Trash Club Graduates 2024: Julia Dotson

Is it time for the MA Fashion course at Central Saint Martins to change? 

Make, show, graduate, repeat is the linear process for MA fashion students. But we discover from a member of this cohort, Julia Dotson, that attitudes towards this are shifting away from an “old-school fashion mentality.”

Every year we catch a glimpse of the future in fashion. Selected students from Central Saint Martin’s MA Fashion cohort reveal their final collections during London Fashion Week. We get a taste of what fashion is transitioning to, woven concepts are unravelled onto silhouettes, crafted by the next generation of designers, makers and artists. 

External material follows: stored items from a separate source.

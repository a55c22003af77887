use clap::*;
use std::io::Write;

use umi4c::libs::dedup::{contact_rows, count_contacts, SiteRow};
use umi4c::libs::digest::DigestedGenome;

use crate::cmd_u4c::utils;

// Create clap subcommand arguments
pub fn make_subcommand() -> Command {
    Command::new("count")
        .about("Deduplicate aligned sites into contact counts")
        .after_help(
            r###"
This command collapses one sample's aligned sites into deduplicated
per-fragment contact counts. Each site row is chrom, position and UMI tag
(one row per aligned read; `*` as chrom marks an unmapped read). Sites are
assigned to restriction fragments, capped to a distance bound around the
viewpoint, and every distinct (fragment, UMI) pair then counts exactly once
no matter how many PCR duplicates produced it.

Output rows are chrom, start, end, count. Fragments without any retained
UMI are absent, not written as 0.

Notes:
* The result is invariant under input reordering and duplicated rows.
* Stage counters (specific/mapped/unmapped/filtered/umis) are logged and
  can be written as a TSV with --stats for QC reporting.

Examples:
1. Count against a DpnII map:
   u4c count sites.tsv --digest frags.tsv -v chr2:110100-110700 -o wt_1.tsv

2. Tighter distance cap, keep the QC counters:
   u4c count sites.tsv --digest frags.tsv -v chr2:110100-110700 \
       --max-dist 2000000 --stats wt_1.stats.tsv

"###,
        )
        .arg(
            Arg::new("infile")
                .required(true)
                .index(1)
                .help("Input site table (chrom, pos, umi). [stdin] for standard input"),
        )
        .arg(
            Arg::new("digest")
                .long("digest")
                .short('d')
                .required(true)
                .num_args(1)
                .help("Restriction map produced by `u4c digest`"),
        )
        .arg(
            Arg::new("viewpoint")
                .long("viewpoint")
                .short('v')
                .required(true)
                .num_args(1)
                .help("Viewpoint range, e.g. chr7:110100-110700 (1-based inclusive)"),
        )
        .arg(
            Arg::new("max-dist")
                .long("max-dist")
                .num_args(1)
                .value_parser(value_parser!(u64))
                .default_value("10000000")
                .help("Discard contacts farther than this from the viewpoint"),
        )
        .arg(
            Arg::new("stats")
                .long("stats")
                .num_args(1)
                .help("Write stage counters to this TSV"),
        )
        .arg(
            Arg::new("outfile")
                .long("outfile")
                .short('o')
                .num_args(1)
                .default_value("stdout")
                .help("Output filename. [stdout] for screen"),
        )
}

// command implementation
pub fn execute(args: &ArgMatches) -> anyhow::Result<()> {
    //----------------------------
    // Args
    //----------------------------
    let infile = args.get_one::<String>("infile").unwrap();
    let max_dist = *args.get_one::<u64>("max-dist").unwrap();

    let digest =
        DigestedGenome::read_tsv(umi4c::reader(args.get_one::<String>("digest").unwrap())?)?;
    let viewpoint = utils::parse_viewpoint(args.get_one::<String>("viewpoint").unwrap())?;

    //----------------------------
    // Count
    //----------------------------
    let mut sites = vec![];
    for line in umi4c::libs::io::data_lines(umi4c::reader(infile)?)? {
        sites.push(SiteRow::parse(&line)?);
    }

    let (counts, counters) =
        count_contacts(&digest, &viewpoint.chr, viewpoint.pos(), max_dist, sites);

    //----------------------------
    // Output
    //----------------------------
    let mut writer = umi4c::writer(args.get_one::<String>("outfile").unwrap())?;
    for row in contact_rows(&digest, &viewpoint.chr, &counts) {
        writer.write_fmt(format_args!("{}", row))?;
    }

    log::info!(
        "{} specific, {} mapped, {} unmapped, {} filtered, {} deduplicated UMIs",
        counters.specific,
        counters.mapped,
        counters.unmapped,
        counters.filtered,
        counters.umis
    );
    if let Some(stats) = args.get_one::<String>("stats") {
        let mut stats_writer = umi4c::writer(stats)?;
        stats_writer.write_fmt(format_args!("{}", counters))?;
    }

    Ok(())
}
use clap::*;
use cmd_lib::*;

// Create clap subcommand arguments
pub fn make_subcommand() -> Command {
    Command::new("align")
        .about("Delegate mapping to an external aligner")
        .after_help(
            r###"
This command hands split reads to an external short-read aligner and waits
for it to finish. The aligner runs as an opaque subprocess; its exit status
is propagated and its SAM output is left where --outfile points.

Notes:
* The aligner binary must be on PATH (checked before launching).
* Aligner-internal threading is the aligner's own business; --parallel is
  passed straight through.

Examples:
1. bowtie2 against a prebuilt index:
   u4c align idx/genome reads.fq -o mapped.sam --parallel 4

2. A differently named binary:
   u4c align idx/genome reads.fq --aligner bowtie2-align-s

"###,
        )
        .arg(
            Arg::new("index")
                .required(true)
                .index(1)
                .help("Aligner index basename"),
        )
        .arg(
            Arg::new("reads")
                .required(true)
                .index(2)
                .help("Input FASTQ file of split reads"),
        )
        .arg(
            Arg::new("aligner")
                .long("aligner")
                .num_args(1)
                .default_value("bowtie2")
                .help("Aligner binary name"),
        )
        .arg(
            Arg::new("parallel")
                .long("parallel")
                .short('p')
                .num_args(1)
                .value_parser(value_parser!(usize))
                .default_value("1")
                .help("Aligner thread count"),
        )
        .arg(
            Arg::new("outfile")
                .long("outfile")
                .short('o')
                .num_args(1)
                .default_value("mapped.sam")
                .help("SAM output filename"),
        )
}

// command implementation
pub fn execute(args: &ArgMatches) -> anyhow::Result<()> {
    let index = args.get_one::<String>("index").unwrap();
    let reads = args.get_one::<String>("reads").unwrap();
    let aligner = args.get_one::<String>("aligner").unwrap();
    let threads = *args.get_one::<usize>("parallel").unwrap();
    let outfile = args.get_one::<String>("outfile").unwrap();

    if which::which(aligner).is_err() {
        anyhow::bail!("can't find `{}` in $PATH", aligner);
    }

    run_cmd!(
        ${aligner} -x ${index} -U ${reads} -S ${outfile} -p ${threads}
    )?;

    log::info!("alignment finished: {}", outfile);

    Ok(())
}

This course tradition has sustained for years but is it time we are starting to see a shift? Sure, the show still takes place in the chamber of St Martins that has homed radical alumni and remains to exhilarate and enlighten the London Fashion Week onlookers but as we discover from speaking to Julia Dotson, it’s the attitude towards this systematic teaching that is shifting.

Julia Dotson, Central Saint Martins, MA Fashion Final Collection Line Up, 2024

Raised in Charleston, South Carolina, Julia graduates from MA Fashion after dedicating six years to studying at St Martins. Their practice is a cultivation of materials found in 20th-century American domestic spaces and drawing inspiration from Derek Jarman, Gee’s Bend and Bill Traylor to recontextualise the archetype of heteronormative spaces in a queer-coded context. Julia materialises this using found brown paper bags, tablecloths and bedsheets to mend the mistakes of the past, allowing for an inclusive future. Their key motif? Using humour as a means of protest.    

We sit outside the MA studios, just a few hours after the lineup for the show was announced, as they patiently embroider a shirt and discuss their motivations, ‘future plans’ (I quote because how can you daunt a graduating student by questioning their next steps), student experience and hosting mending workshops…

Could you describe what your practice is motivated by? 

It’s somewhat vague, the two categories are craft and then the people. Especially now, I think, doing the MA, has helped me understand how people wear clothing, in a tactile, sensual way, and how you can make other people feel. And especially in terms of gender identity, clothing is one of the key things that can help you affirm it or feel disillusioned by it. And I think, for one thing, it helped me understand my own quite a lot more, and then I hope to help other people feel a bit more okay in theirs as well. 

It's sometimes easy to forget who will actually be wearing your clothes. 

It’s crazy how, in the BA, that wasn't really a factor. It was just kind of making sculptures that happened to be on people. I feel very lucky that I was able to go through this whole process to be able to finally get to how a person feels within clothing, as opposed to how they just look into it. 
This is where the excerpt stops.